Pour reprendre une célèbre citation attribuée à Caton l’Ancien, « Carthago delenda est », il faut détruire Carthage, il faudrait répéter, ici et maintenant, Raqqa delenda est, il faut détruire Raqqa ! Non que j’aie quoique ce soit contre cette cité syrienne fondée par Séleucos II au IIIe siècle. Il faut au contraire souhaiter que cette ville et sa population puissent être libérées au plus vite. Cependant, si j’écris aujourd’hui Raqqa delenda est, c’est parce que je suis persuadé que c’est vers cet endroit qu’il conviendrait de concentrer tous les efforts du monde libre afin d’y détruire, non pas la ville, mais le nid de frelons qui en a fait sa capitale depuis 2013. C’est là que le mégalomane criminel qui s’est autoproclamé « calife » se cache, c’est là qu’est installé le centre de commandement du groupe terroriste qui s’est lui-même nommé « Etat Islamique », c’est là que sont retenus captifs et esclaves des centaines de Yézidis, Chrétiens ou Kurdes, c’est là que convergent les centaines, voire les milliers de soi-disant djihadistes  venus d’Occident, du Maghreb et d’ailleurs, c’est là que d’odieux meurtres de masse sont commis.
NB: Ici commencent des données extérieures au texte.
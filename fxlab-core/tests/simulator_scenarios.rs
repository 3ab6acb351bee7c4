//! End-to-end behaviour of the simulator on hand-built bar sequences.
//!
//! Every sequence starts Monday 2025-11-03 00:00 UTC on M15 bars, EURUSD on a
//! USD account, frictionless fills, two-bar reference range.

use chrono::{DateTime, Duration, TimeZone, Utc};
use std::sync::Arc;

use fxlab_core::config::{NewsConfig, StrategyConfig, TakeProfitMode, TradingHours};
use fxlab_core::data::DataError;
use fxlab_core::domain::{Bar, Direction, Pair, PositionStatus, Timeframe, Trade};
use fxlab_core::engine::{run_backtest, BacktestError, ExitPriority, Simulator};
use fxlab_core::news::{Impact, NewsCalendar, NewsEvent};
use fxlab_core::risk::Rejection;
use fxlab_core::trend::Bias;

// ── Fixtures ─────────────────────────────────────────────────────────

fn t0() -> DateTime<Utc> {
    Utc.with_ymd_and_hms(2025, 11, 3, 0, 0, 0).unwrap()
}

fn at_bar(i: usize) -> DateTime<Utc> {
    t0() + Duration::minutes(15 * i as i64)
}

fn bars(data: &[(f64, f64, f64, f64)]) -> Vec<Bar> {
    data.iter()
        .enumerate()
        .map(|(i, &(o, h, l, c))| Bar::new(at_bar(i), o, h, l, c))
        .collect()
}

fn eurusd() -> Pair {
    Pair::new("EURUSD").unwrap()
}

/// 1% per candle against a 2% aggregate budget.
fn config(tp_pips: f64) -> StrategyConfig {
    let mut cfg = StrategyConfig::default();
    cfg.trading_hours = TradingHours::always();
    cfg.trend.reference_lookback = 2;
    cfg.risk.risk_per_candle_pct = 1.0;
    cfg.risk.emergency_sl_pct_of_equity = 2.0;
    cfg.take_profit.mode = TakeProfitMode::FixedPips;
    cfg.take_profit.value = tp_pips;
    cfg.costs.spread_pips = 0.0;
    cfg.costs.slippage_pips = 0.0;
    cfg
}

/// Reference range [1.0990, 1.1010], ending on a bearish then bullish candle.
fn reference() -> Vec<(f64, f64, f64, f64)> {
    vec![
        (1.1000, 1.1010, 1.0990, 1.0995),
        (1.0995, 1.1005, 1.0990, 1.1000),
    ]
}

/// Reference range followed by `n` bullish bars climbing 10 pips each.
/// The first climbing bar closes at 1.1020 and flips the bias.
fn uptrend(n: usize) -> Vec<Bar> {
    let mut data = reference();
    for k in 0..n {
        let p = 1.1010 + 0.0010 * k as f64;
        data.push((p, p + 0.0012, p - 0.0002, p + 0.0010));
    }
    bars(&data)
}

fn simulator(cfg: &StrategyConfig, calendar: NewsCalendar) -> Simulator {
    Simulator::new(cfg, eurusd(), Timeframe::M15, Arc::new(calendar)).unwrap()
}

fn step_all(sim: &mut Simulator, bars: &[Bar]) -> Vec<Trade> {
    let mut trades = Vec::new();
    for bar in bars {
        trades.extend(sim.step(bar));
    }
    trades
}

// ── Scenario A: flat market ──────────────────────────────────────────

#[test]
fn oscillating_market_never_trades() {
    let mut data = Vec::new();
    for i in 0..40 {
        if i % 2 == 0 {
            data.push((1.1000, 1.1010, 1.0990, 1.1005));
        } else {
            data.push((1.1005, 1.1010, 1.0990, 1.0995));
        }
    }
    let cfg = config(15.0);
    let result = run_backtest(&bars(&data), &eurusd(), Timeframe::M15, &cfg, Arc::new(NewsCalendar::disabled()))
        .unwrap();

    assert!(result.trades.is_empty());
    assert_eq!(result.stats.positions_opened, 0);
    assert_eq!(result.stats.bias_flips, 0);
    assert_eq!(result.final_trend.bias, Bias::Undetermined);
    assert_eq!(result.metrics.trade_count, 0);
    assert_eq!(result.metrics.final_equity, 10_000.0);
    assert_eq!(result.equity_curve.len(), 1);
    assert_eq!(result.stats.rejections.get(&Rejection::Undetermined), Some(&40));
}

// ── Scenario B: sustained up-move ────────────────────────────────────

#[test]
fn uptrend_flips_once_and_scales_in_until_budget_is_spent() {
    let cfg = config(500.0);
    let mut sim = simulator(&cfg, NewsCalendar::disabled());
    let data = uptrend(10);
    step_all(&mut sim, &data);

    let state = sim.trend_state();
    assert_eq!(state.bias, Bias::Bullish);
    assert_eq!(state.last_flip_timestamp, Some(at_bar(2)));
    assert_eq!(state.mitigation_low, Some(1.0990));

    let open = sim.open_positions();
    assert_eq!(open.len(), 2);
    assert!(open.iter().all(|p| p.direction == Direction::Long));
    assert_eq!(open[0].opened_bar, 2);
    assert_eq!(open[1].opened_bar, 3);
    assert!((open[0].size - 0.33).abs() < 1e-9);

    let deployed: f64 = open.iter().map(|p| p.risk_amount).sum();
    assert!(deployed <= 200.0 + 1e-9);

    let stats = sim.stats();
    assert_eq!(stats.bias_flips, 1);
    assert_eq!(stats.positions_opened, 2);
    assert_eq!(stats.rejections.get(&Rejection::BudgetExhausted), Some(&8));

    let trades = sim.finish();
    assert_eq!(trades.len(), 2);
    assert!(trades.iter().all(|t| t.status == PositionStatus::ClosedAtEndOfData));
    assert!(trades.iter().all(|t| t.realized_pnl > 0.0));
    assert!(sim.equity() > 10_000.0);
    assert!(sim.open_positions().is_empty());
}

// ── Scenario C: TP and emergency stop in one bar ─────────────────────

/// Opens 0.33 lots long at 1.1020 (TP 1.1040), then a bar that reaches
/// 1.1045 and 1.0950. At 1.0950 the loss is 231 USD against a 200 USD budget.
fn wide_bar_sequence() -> Vec<Bar> {
    let mut data = reference();
    data.push((1.1010, 1.1022, 1.1008, 1.1020));
    data.push((1.1020, 1.1045, 1.0950, 1.1000));
    bars(&data)
}

#[test]
fn emergency_stop_wins_over_take_profit_in_the_same_bar() {
    let cfg = config(20.0);
    let mut sim = simulator(&cfg, NewsCalendar::disabled());
    let data = wide_bar_sequence();
    let trades = step_all(&mut sim, &data);

    assert_eq!(trades.len(), 1);
    let trade = &trades[0];
    assert_eq!(trade.status, PositionStatus::ClosedByEmergencySL);
    assert_eq!(trade.exit_bar, 3);
    // 33_000 units lose 200 USD at 1.1020 - 200 / 33_000
    assert!((trade.exit_price - (1.1020 - 200.0 / 33_000.0)).abs() < 1e-9);
    assert!((trade.realized_pnl + 200.0).abs() < 1e-6);
    assert_eq!(sim.stats().emergency_stops, 1);
    assert!(sim.open_positions().is_empty());
}

#[test]
fn take_profit_first_priority_books_the_target_instead() {
    let cfg = config(20.0);
    let mut sim = simulator(&cfg, NewsCalendar::disabled()).with_exit_priority(ExitPriority::TakeProfitFirst);
    let trades = step_all(&mut sim, &wide_bar_sequence());

    assert_eq!(trades.len(), 1);
    assert_eq!(trades[0].status, PositionStatus::ClosedByTP);
    assert!((trades[0].exit_price - 1.1040).abs() < 1e-12);
    assert!((trades[0].realized_pnl - 66.0).abs() < 1e-6);
    assert_eq!(sim.stats().emergency_stops, 0);
}

// ── Scenario D/E: news blackout ──────────────────────────────────────

fn news_at(ts: DateTime<Utc>) -> Vec<NewsEvent> {
    vec![NewsEvent::new(ts, Impact::High, "CPI m/m")]
}

#[test]
fn blackout_boundaries_are_inclusive_to_the_minute() {
    let event = Utc.with_ymd_and_hms(2025, 11, 13, 13, 30, 0).unwrap();
    let calendar = NewsCalendar::new(news_at(event), &NewsConfig::default());

    assert!(calendar.is_blocked(event - Duration::minutes(30)));
    assert!(!calendar.is_blocked(event - Duration::minutes(31)));
    assert!(calendar.is_blocked(event + Duration::minutes(30)));
    assert!(!calendar.is_blocked(event + Duration::minutes(31)));
}

#[test]
fn blackout_delays_the_first_entry() {
    let cfg = config(500.0);
    // 00:45 ± 30 min covers bars 1..=5; bar 1 is still Undetermined
    let calendar = NewsCalendar::new(news_at(at_bar(3)), &cfg.news);
    let mut sim = simulator(&cfg, calendar);
    step_all(&mut sim, &uptrend(10));

    let stats = sim.stats();
    assert_eq!(stats.news_blocked_bars, 5);
    assert_eq!(stats.rejections.get(&Rejection::NewsBlackout), Some(&4));
    assert_eq!(sim.open_positions()[0].opened_bar, 6);
}

#[test]
fn disabled_news_filter_never_blocks() {
    let mut cfg = config(500.0);
    cfg.news.enabled = false;
    let calendar = NewsCalendar::new(news_at(at_bar(3)), &cfg.news);
    assert!(!calendar.is_blocked(at_bar(3)));

    let mut sim = simulator(&cfg, calendar);
    step_all(&mut sim, &uptrend(10));
    let stats = sim.stats();
    assert_eq!(stats.news_blocked_bars, 0);
    assert!(!stats.rejections.contains_key(&Rejection::NewsBlackout));
    assert_eq!(sim.open_positions()[0].opened_bar, 2);
}

#[test]
fn close_on_news_flattens_inside_the_window() {
    let mut cfg = config(500.0);
    cfg.news.close_on_news = true;
    // 01:30 - 30 min = 01:00 = bar 4
    let calendar = NewsCalendar::new(news_at(at_bar(6)), &cfg.news);
    let mut sim = simulator(&cfg, calendar);
    let trades = step_all(&mut sim, &uptrend(6));

    assert_eq!(trades.len(), 2);
    assert!(trades.iter().all(|t| t.status == PositionStatus::ClosedByNews));
    assert!(trades.iter().all(|t| t.exit_bar == 4));
    assert!(sim.open_positions().is_empty());
}

// ── Reversal and session end ─────────────────────────────────────────

#[test]
fn reversal_closes_longs_at_the_close_and_opens_short() {
    let cfg = config(20.0);
    let mut sim = simulator(&cfg, NewsCalendar::disabled());
    let mut data = reference();
    data.push((1.1010, 1.1022, 1.1008, 1.1020));
    // closes below the 1.0990 flip level without touching the 200 USD budget
    data.push((1.1020, 1.1025, 1.0985, 1.0988));
    let trades = step_all(&mut sim, &bars(&data));

    assert_eq!(trades.len(), 1);
    assert_eq!(trades[0].status, PositionStatus::ClosedByReversal);
    assert_eq!(trades[0].exit_price, 1.0988);
    assert!((trades[0].realized_pnl + 105.6).abs() < 1e-6);

    let state = sim.trend_state();
    assert_eq!(state.bias, Bias::Bearish);
    // anchored on the last bullish candle (bar 2)
    assert_eq!(state.mitigation_high, Some(1.1022));

    let open = sim.open_positions();
    assert_eq!(open.len(), 1);
    assert_eq!(open[0].direction, Direction::Short);
    assert_eq!(open[0].stop_reference, 1.1022);
}

#[test]
fn session_end_flattens_and_skips_entry() {
    let mut cfg = config(500.0);
    cfg.trading_hours = TradingHours::new(0, 1);
    cfg.close_at_session_end = true;
    let mut sim = simulator(&cfg, NewsCalendar::disabled());
    // bar 3 (00:45) is the last bar of the session
    let trades = step_all(&mut sim, &uptrend(4));

    assert_eq!(trades.len(), 1);
    assert_eq!(trades[0].status, PositionStatus::ClosedBySessionEnd);
    assert_eq!(trades[0].exit_bar, 3);
    assert!(sim.open_positions().is_empty());
    assert_eq!(sim.stats().rejections.get(&Rejection::OutsideTradingHours), Some(&2));
    assert_eq!(sim.stats().exits.get("session_end"), Some(&1));
}

// ── Run boundary ─────────────────────────────────────────────────────

#[test]
fn short_series_is_insufficient_history() {
    let cfg = config(15.0);
    let err = run_backtest(&bars(&reference()), &eurusd(), Timeframe::M15, &cfg, Arc::new(NewsCalendar::disabled()))
        .unwrap_err();
    assert!(matches!(
        err,
        BacktestError::Data(DataError::InsufficientHistory { needed: 3, available: 2 })
    ));
}

#[test]
fn invalid_config_is_rejected_before_running() {
    let mut cfg = config(15.0);
    cfg.risk.risk_per_candle_pct = 5.0;
    let err = run_backtest(&uptrend(5), &eurusd(), Timeframe::M15, &cfg, Arc::new(NewsCalendar::disabled()))
        .unwrap_err();
    assert!(matches!(err, BacktestError::Config(_)));
}

#[test]
fn run_result_accounts_for_every_position() {
    let cfg = config(15.0);
    let result = run_backtest(&uptrend(30), &eurusd(), Timeframe::M15, &cfg, Arc::new(NewsCalendar::disabled()))
        .unwrap();

    assert_eq!(result.trades.len(), result.stats.positions_opened);
    assert_eq!(result.metrics.trade_count, result.trades.len());
    assert_eq!(result.equity_curve.len(), result.trades.len() + 1);
    let pnl: f64 = result.trades.iter().map(|t| t.realized_pnl).sum();
    assert!((result.metrics.final_equity - 10_000.0 - pnl).abs() < 1e-6);
    assert!(result.trades.iter().all(|t| t.status.is_terminal()));
    assert_eq!(result.start, at_bar(0));
    assert_eq!(result.end, at_bar(31));
}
Des forces spéciales occidentales, des troupes d’élite égyptiennes, israéliennes ou autres seraient-elles incapables de monter une opération  coordonnée pour porter un coup fatal à ce gang criminel qui terrorise les populations sous son contrôle et exporte son amour pervers pour les crimes les plus odieux, les plus brutaux, qui cherche à susciter l’émulation chez les marginalisés, les petits trafiquants et les voyous des grandes banlieues européennes ou les  laissés pour compte et les chômeurs de Tunisie et d’ailleurs.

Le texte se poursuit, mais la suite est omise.